A film by a UT professor reframing the journey of a stolen painting could motivate museums to confirm the art hanging on their walls does not belong to anyone else.

More than 10 years ago, Egon Schiele’s painting “A Portrait of Wally” wound up in court in a tangled ownership battle. Associate radio-television-film professor Andrew Shea wanted to capture the story on film. In his final project, “Portrait of Wally,” Shea focused on the stolen Schiele painting and the international art restitution movement, which works to reunite stolen artwork with its original owner.

The film premiered in Austin at the Violet Crown Cinema in September. Shea said the film has inspired some art museums to be more diligent while researching the history of the works in their collection.

The court battle lasted about 13 years and ended with a museum paying the original owners’ descendants $19 million for the painting, according to the U.S. Department of Justice.

The painting, which depicts an image of Schiele’s mistress, was stolen in 1939 from Lea Bondi and ended up at the Leopold Museum, which later loaned the piece to the New York’s Museum of Modern Art in 1997. Bondi died in 1969. Members of the Bondi family that lived in the United States caught wind of the work being displayed at the museum and contacted the Manhattan district attorney. 

“I think this case has been very beneficial to the U.S. and Europe because it forced museums to take this topic much more seriously,” Shea said. “It didn’t put an end to these disputes, but I think that museums are more responsive to these issues.”

Shea said the scandal surrounding “Portrait of Wally” is viewed as the most pivotal art restitution case in the last 20 years.

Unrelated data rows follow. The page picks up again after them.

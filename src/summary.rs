//! Which of a snapshot's records fall on the current day.

use attendance_core_types::{AttendanceRecord, Snapshot};
use chrono::{NaiveDate, NaiveDateTime};
use serde::Serialize;

const DATETIME_FORMATS: [&str; 4] = [
    "%m/%d/%Y %I:%M:%S %p",
    "%Y-%m-%d %H:%M:%S",
    "%Y-%m-%d %H:%M",
    "%Y-%m-%dT%H:%M:%S",
];
const DATE_FORMATS: [&str; 3] = ["%Y-%m-%d", "%m/%d/%Y", "%Y/%m/%d"];

#[derive(Clone, Debug, PartialEq, Serialize)]
pub struct TodaySummary {
    pub date: NaiveDate,
    pub total_records: usize,
    pub entries: Vec<AttendanceRecord>,
}

impl TodaySummary {
    pub fn compute(snapshot: &Snapshot, today: NaiveDate) -> Self {
        let entries = snapshot
            .iter()
            .filter(|record| record_date(record) == Some(today))
            .cloned()
            .collect();
        Self {
            date: today,
            total_records: snapshot.len(),
            entries,
        }
    }

    pub fn count(&self) -> usize {
        self.entries.len()
    }
}

/// The calendar day of a record's period, when the period reads as a date.
pub fn record_date(record: &AttendanceRecord) -> Option<NaiveDate> {
    parse_date(record.period()?)
}

fn parse_date(raw: &str) -> Option<NaiveDate> {
    let raw = raw.trim();
    DATETIME_FORMATS
        .iter()
        .find_map(|fmt| NaiveDateTime::parse_from_str(raw, fmt).ok())
        .map(|ts| ts.date())
        .or_else(|| {
            // Periods like "2025-11-03 08:01 (late)" still lead with the day.
            let head = raw.split_whitespace().next()?;
            DATE_FORMATS
                .iter()
                .find_map(|fmt| NaiveDate::parse_from_str(head, fmt).ok())
        })
}
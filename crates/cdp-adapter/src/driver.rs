use std::time::Duration;

use async_trait::async_trait;
use attendance_core_types::DriverInfo;

use crate::error::AdapterError;

/// Starts one browser process and hands back its single page.
#[async_trait]
pub trait BrowserLauncher: Send + Sync {
    async fn launch(&self, driver: &DriverInfo) -> Result<Box<dyn PageDriver>, AdapterError>;
}

/// Page-level primitives the session layer drives.
///
/// Implementations own the browser process. `shutdown` must be idempotent and
/// dropping the driver without calling it must still release the process.
#[async_trait]
pub trait PageDriver: Send {
    /// Product string from the protocol handshake, e.g. `HeadlessChrome/121.0.6167.85`.
    fn browser_version(&self) -> Option<&str>;

    async fn navigate(&mut self, url: &str, timeout: Duration) -> Result<(), AdapterError>;

    /// Waits until `selector` matches at least one element.
    async fn wait_for(&mut self, selector: &str, timeout: Duration) -> Result<(), AdapterError>;

    async fn count(&mut self, selector: &str) -> Result<usize, AdapterError>;

    /// Clears the field matched by `selector` and types `text` into it.
    async fn fill(&mut self, selector: &str, text: &str) -> Result<(), AdapterError>;

    async fn click(&mut self, selector: &str) -> Result<(), AdapterError>;

    async fn press_enter(&mut self, selector: &str) -> Result<(), AdapterError>;

    async fn current_url(&mut self) -> Result<Option<String>, AdapterError>;

    /// Rendered DOM serialized as HTML.
    async fn content(&mut self) -> Result<String, AdapterError>;

    async fn shutdown(&mut self);
}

“I felt that that this was a really powerful story with high emotional stakes,” Shea said. “It triggered outrage and loss from so many people from all sides of the story.”

Barbara Morgan, director of the Austin Film Festival and co-producer of “Portrait of Wally,” said the issue of justice the documentary covers has positively impacted the audience.

“There are also a number of people who have relatives who were either lost in the war and or had issues of lost family property after the war,” Morgan said. “The topic is really fresh to them.”

Radio-television-film senior Ofer Shouval said this film reveals a complicated issue because both the museum and the family have a right to ownership.

He said he feels empathy for the family that lost the painting, but he questions where the generational line is drawn for being allowed to claim ownership.

“The documentary makes you think about morality and larger questions than the topic itself,” Shouval said. “Parallels can be made to other issues such as the Palestinians’ right of return.”

The film is currently playing in limited release in the U.S. as well as at festivals internationally. Shea said there might be a screening of “Portrait of Wally” at the Blanton Museum of Art in the next couple of months.